Venous thromboembolism in patients with urothelial carcinoma receiving systemic therapy.
Academic Article
Overview
abstract
BACKGROUND: Patients with urothelial carcinoma (UC) undergoing systemic therapy face an increased risk of venous thromboembolism (VTE). While the Khorana Risk Score (KRS) is widely applied in oncology to predict VTE, its performance in UC remains uncertain. This study evaluated VTE incidence and clinical predictors in a real-world UC cohort. METHODS: A retrospective cohort study of 140 patients with bladder or upper-tract UC treated with systemic therapy (2008-2020) was conducted.
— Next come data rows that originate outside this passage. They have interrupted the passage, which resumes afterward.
//! Cancellation endpoints: direct cancel, cancel requests and their audit.

use crate::apis::{api_error, ActingParty};
use crate::server::AppState;
use axum::{
	extract::{Path, State},
	http::StatusCode,
	response::Json,
};
use orderhub_types::{
	APIError, AuditCancelRequest, Inconsistency, Order, OrderCancelRequest, ReasonRequest,
	RemarkRequest,
};

/// Handles POST /api/orders/{id}/cancel.
pub async fn cancel_order(
	State(state): State<AppState>,
	ActingParty(actor): ActingParty,
	Path(id): Path<u64>,
	Json(request): Json<ReasonRequest>,
) -> Result<Json<Order>, APIError> {
	state
		.engine
		.cancellations()
		.cancel(id, &actor, &request.reason)
		.await
		.map(Json)
		.map_err(api_error)
}

/// Handles POST /api/orders/{id}/cancel-requests.
pub async fn submit_request(
	State(state): State<AppState>,
	ActingParty(actor): ActingParty,
	Path(id): Path<u64>,
	Json(request): Json<ReasonRequest>,
) -> Result<(StatusCode, Json<OrderCancelRequest>), APIError> {
	let request = state
		.engine
		.cancellations()
		.submit_request(id, &actor, &request.reason)
		.await
		.map_err(api_error)?;
	Ok((StatusCode::CREATED, Json(request)))
}

pub async fn list_requests(
	State(state): State<AppState>,
	ActingParty(actor): ActingParty,
	Path(id): Path<u64>,
) -> Result<Json<Vec<OrderCancelRequest>>, APIError> {
	state
		.engine
		.cancellations()
		.list_requests(id, &actor)
		.await
		.map(Json)
		.map_err(api_error)
}

/// Handles GET /api/cancel-requests: every pending request, for review.
pub async fn pending_requests(
	State(state): State<AppState>,
	ActingParty(actor): ActingParty,
) -> Result<Json<Vec<OrderCancelRequest>>, APIError> {
	state
		.engine
		.cancellations()
		.pending_requests(&actor)
		.await
		.map(Json)
		.map_err(api_error)
}

pub async fn inconsistencies(
	State(state): State<AppState>,
	ActingParty(actor): ActingParty,
) -> Result<Json<Vec<Inconsistency>>, APIError> {
	state
		.engine
		.cancellations()
		.find_inconsistencies(&actor)
		.await
		.map(Json)
		.map_err(api_error)
}

/// Handles POST /api/cancel-requests/{id}/audit.
pub async fn audit_request(
	State(state): State<AppState>,
	ActingParty(actor): ActingParty,
	Path(id): Path<u64>,
	Json(audit): Json<AuditCancelRequest>,
) -> Result<Json<OrderCancelRequest>, APIError> {
	state
		.engine
		.cancellations()
		.audit(id, &actor, audit)
		.await
		.map(Json)
		.map_err(api_error)
}

/// Handles POST /api/orders/{id}/restore.
pub async fn restore_order(
	State(state): State<AppState>,
	ActingParty(actor): ActingParty,
	Path(id): Path<u64>,
	body: Option<Json<RemarkRequest>>,
) -> Result<Json<Order>, APIError> {
	let remark = body.map(|Json(r)| r.remark).unwrap_or_default();
	state
		.engine
		.cancellations()
		.restore(id, &actor, &remark)
		.await
		.map(Json)
		.map_err(api_error)
}
//! Order endpoints: creation, reads, payment and fulfilment transitions.

use crate::apis::{api_error, ActingParty};
use crate::server::AppState;
use axum::{
	extract::{Path, State},
	http::StatusCode,
	response::Json,
};
use orderhub_types::{
	APIError, ConfirmPaymentRequest, CreateOrderRequest, CreateOrderResponse, Order,
	OrderStatusLog, RemarkRequest, Shipment, ShipmentRequest,
};

/// Handles POST /api/orders.
pub async fn create_order(
	State(state): State<AppState>,
	ActingParty(actor): ActingParty,
	Json(request): Json<CreateOrderRequest>,
) -> Result<(StatusCode, Json<CreateOrderResponse>), APIError> {
	let order = state
		.engine
		.orders()
		.create(&actor, request)
		.await
		.map_err(api_error)?;
	Ok((
		StatusCode::CREATED,
		Json(CreateOrderResponse {
			order_id: order.id,
			order_no: order.order_no,
		}),
	))
}

/// Handles GET /api/orders/{id}.
pub async fn get_order(
	State(state): State<AppState>,
	ActingParty(actor): ActingParty,
	Path(id): Path<u64>,
) -> Result<Json<Order>, APIError> {
	state
		.engine
		.orders()
		.get(id, &actor)
		.await
		.map(Json)
		.map_err(api_error)
}

/// Handles DELETE /api/orders/{id}: archives a finished order.
pub async fn archive_order(
	State(state): State<AppState>,
	ActingParty(actor): ActingParty,
	Path(id): Path<u64>,
) -> Result<StatusCode, APIError> {
	state
		.engine
		.orders()
		.archive(id, &actor)
		.await
		.map_err(api_error)?;
	Ok(StatusCode::NO_CONTENT)
}

pub async fn get_logs(
	State(state): State<AppState>,
	ActingParty(actor): ActingParty,
	Path(id): Path<u64>,
) -> Result<Json<Vec<OrderStatusLog>>, APIError> {
	state
		.engine
		.orders()
		.logs(id, &actor)
		.await
		.map(Json)
		.map_err(api_error)
}

/// Handles POST /api/orders/{id}/payment, reported by the payment callback.
pub async fn confirm_payment(
	State(state): State<AppState>,
	ActingParty(actor): ActingParty,
	Path(id): Path<u64>,
	Json(request): Json<ConfirmPaymentRequest>,
) -> Result<Json<Order>, APIError> {
	state
		.engine
		.orders()
		.confirm_payment(id, &actor, request)
		.await
		.map(Json)
		.map_err(api_error)
}

pub async fn confirm_order(
	State(state): State<AppState>,
	ActingParty(actor): ActingParty,
	Path(id): Path<u64>,
	body: Option<Json<RemarkRequest>>,
) -> Result<Json<Order>, APIError> {
	let remark = remark_of(body);
	state
		.engine
		.orders()
		.confirm(id, &actor, &remark)
		.await
		.map(Json)
		.map_err(api_error)
}

pub async fn register_shipment(
	State(state): State<AppState>,
	ActingParty(actor): ActingParty,
	Path(id): Path<u64>,
	Json(request): Json<ShipmentRequest>,
) -> Result<Json<Shipment>, APIError> {
	state
		.engine
		.orders()
		.register_shipment(id, &actor, request)
		.await
		.map(Json)
		.map_err(api_error)
}

pub async fn get_shipment(
	State(state): State<AppState>,
	ActingParty(actor): ActingParty,
	Path(id): Path<u64>,
) -> Result<Json<Shipment>, APIError> {
	state
		.engine
		.orders()
		.shipment(id, &actor)
		.await
		.map(Json)
		.map_err(api_error)
}

pub async fn start_delivery(
	State(state): State<AppState>,
	ActingParty(actor): ActingParty,
	Path(id): Path<u64>,
	body: Option<Json<RemarkRequest>>,
) -> Result<Json<Order>, APIError> {
	let remark = remark_of(body);
	state
		.engine
		.orders()
		.start_delivery(id, &actor, &remark)
		.await
		.map(Json)
		.map_err(api_error)
}

pub async fn complete_order(
	State(state): State<AppState>,
	ActingParty(actor): ActingParty,
	Path(id): Path<u64>,
	body: Option<Json<RemarkRequest>>,
) -> Result<Json<Order>, APIError> {
	let remark = remark_of(body);
	state
		.engine
		.orders()
		.complete(id, &actor, &remark)
		.await
		.map(Json)
		.map_err(api_error)
}

/// Transitions that carry only an optional remark accept an empty body.
fn remark_of(body: Option<Json<RemarkRequest>>) -> String {
	body.map(|Json(request)| request.remark).unwrap_or_default()
}
//! Common types for the order hub.
//!
//! This crate defines the domain types shared by every other crate: the order
//! aggregate, acting parties, cancel requests, markup rules, webhook tasks,
//! engine events and the storage namespaces they are persisted under.

/// Acting parties and their kinds.
pub mod actor;
/// API request and error types for HTTP endpoints.
pub mod api;
/// Escalated cancellation requests.
pub mod cancel;
/// Catalog SKU records.
pub mod catalog;
/// Injectable time source.
pub mod clock;
/// Event types for in-process communication.
pub mod events;
/// Price markup rules and calculation requests.
pub mod markup;
/// Order aggregate, status enums and status logs.
pub mod order;
/// Registry trait for pluggable implementations.
pub mod registry;
/// Storage namespaces.
pub mod storage;
/// Formatting and rounding helpers.
pub mod utils;
/// Configuration validation types.
pub mod validation;
/// Webhook endpoints and delivery tasks.
pub mod webhook;

pub use actor::*;
pub use api::*;
pub use cancel::*;
pub use catalog::*;
pub use clock::*;
pub use events::*;
pub use markup::*;
pub use order::*;
pub use registry::*;
pub use storage::*;
pub use utils::{round_money, truncate_chars, truncate_id};
pub use validation::*;
pub use webhook::*;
Clinical and laboratory data, including KRS variables, treatment details, and venous catheter (VC) status, were analyzed. Logistic regression, ROC, and decision curve analyses (DCA) assessed predictive factors and model performance. RESULTS: VTE occurred in 24 patients (17.1%) during a median follow-up of 22.4 months. Among KRS components, only erythropoietin (EPO) use showed a statistically significant association with VTE (OR 4.70; 95% CI: 0.96-22.82, p = 0.049). Independent predictors were regional lymph node (LN) metastases (OR 4.35; 95% CI: 1.63-11.94, p = 0.003) and long-term VC presence (OR 4.78; 95% CI: 1.41-22.64, p = 0.023). No other KRS components or traditional factors were significant. None of the patients on therapeutic anticoagulation developed VTE. A multivariable model including EPO, LN metastases, and VC achieved numerically higher predictive accuracy compared with KRS (AUC 0.73 vs. 0.65) and showed greater net clinical benefit on DCA at 5%-40% thresholds. CONCLUSIONS: UC patients on systemic therapy face a high VTE risk not well captured by the KRS. Incorporating EPO use, LN status, and VC presence may improve prediction and support the need for UC-specific risk models to guide thromboprophylaxis.